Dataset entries
Content starts

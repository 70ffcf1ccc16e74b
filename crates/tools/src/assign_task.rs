//! Assign a task to an agent. A task has at most one assignee at a time.

use async_trait::async_trait;
use std::sync::Arc;
use tracing::debug;

use devsquad_core::error::{ErrorCode, StoreError};
use devsquad_core::task::TaskId;
use devsquad_core::tool::{Tool, ToolContext, ToolResult};
use devsquad_core::AgentId;
use devsquad_store::ProjectStore;

pub struct AssignTaskTool {
    store: Arc<dyn ProjectStore>,
}

impl AssignTaskTool {
    pub fn new(store: Arc<dyn ProjectStore>) -> Self {
        Self { store }
    }
}

#[async_trait]
impl Tool for AssignTaskTool {
    fn name(&self) -> &str {
        "assign_task"
    }

    fn description(&self) -> &str {
        "Assign a task to an agent. Replaces any existing assignment."
    }

    fn parameters_schema(&self) -> serde_json::Value {
        serde_json::json!({
            "type": "object",
            "properties": {
                "task_id": { "type": "string", "description": "The task to assign" },
                "agent_id": { "type": "string", "description": "The agent to assign it to" }
            },
            "required": ["task_id", "agent_id"]
        })
    }

    async fn execute(&self, arguments: serde_json::Value, _ctx: &ToolContext) -> ToolResult {
        let task_id = TaskId::from(arguments["task_id"].as_str().unwrap_or_default());
        let agent_id = AgentId::from(arguments["agent_id"].as_str().unwrap_or_default());

        let agent = match self.store.agent(&agent_id).await {
            Ok(a) => a,
            Err(StoreError::AgentNotFound(_)) => {
                return ToolResult::failure(
                    "assign_task",
                    ErrorCode::AgentNotFound,
                    format!("No agent with id '{agent_id}'"),
                );
            }
            Err(e) => {
                return ToolResult::failure("assign_task", ErrorCode::ExecutionError, e.to_string());
            }
        };

        let mut task = match self.store.task(&task_id).await {
            Ok(t) => t,
            Err(StoreError::TaskNotFound(_)) => {
                return ToolResult::failure(
                    "assign_task",
                    ErrorCode::TaskNotFound,
                    format!("No task with id '{task_id}'"),
                );
            }
            Err(e) => {
                return ToolResult::failure("assign_task", ErrorCode::ExecutionError, e.to_string());
            }
        };

        task.assigned_agent = Some(agent_id.clone());
        task.updated_at = chrono::Utc::now();
        if let Err(e) = self.store.update_task(&task).await {
            return ToolResult::failure("assign_task", ErrorCode::ExecutionError, e.to_string());
        }

        debug!(task_id = %task_id, agent = %agent.display_name, "Task assigned");

        ToolResult::ok(
            "assign_task",
            format!("Assigned '{}' to {}", task.title, agent.display_name),
        )
    }
}

#[cfg(test)]
mod tests {
    use super::*;
    use devsquad_core::task::Task;
    use devsquad_core::{AgentInstance, PersonaRole};
    use devsquad_store::InMemoryStore;

    fn ctx() -> ToolContext {
        ToolContext::new(
            AgentId::from("caller"),
            PersonaRole::Orchestrator,
            std::path::PathBuf::from("/tmp"),
        )
    }

    #[tokio::test]
    async fn assign_replaces_existing_assignee() {
        let store = Arc::new(InMemoryStore::new());
        let agent = AgentInstance::new(PersonaRole::BackendLead, "m");
        let agent_id = agent.id.clone();
        store.insert_agent(agent).await.unwrap();

        let mut task = Task::new("t", "d");
        task.assigned_agent = Some(AgentId::from("previous"));
        let task_id = task.id.clone();
        store.insert_task(task).await.unwrap();

        let tool = AssignTaskTool::new(store.clone());
        let result = tool
            .execute(
                serde_json::json!({"task_id": task_id.to_string(), "agent_id": agent_id.to_string()}),
                &ctx(),
            )
            .await;

        assert!(result.success);
        let task = store.task(&task_id).await.unwrap();
        assert_eq!(task.assigned_agent, Some(agent_id));
    }

    #[tokio::test]
    async fn unknown_agent_is_agent_not_found() {
        let store = Arc::new(InMemoryStore::new());
        let task = Task::new("t", "d");
        let task_id = task.id.clone();
        store.insert_task(task).await.unwrap();

        let tool = AssignTaskTool::new(store);
        let result = tool
            .execute(
                serde_json::json!({"task_id": task_id.to_string(), "agent_id": "ghost"}),
                &ctx(),
            )
            .await;
        assert!(!result.success);
        assert_eq!(result.error_code, Some(ErrorCode::AgentNotFound));
    }
}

Content ends

• **Task brief**:
The answer is to be a bare number, showing how many lines of the records contain "format".

• **Answer box**:
3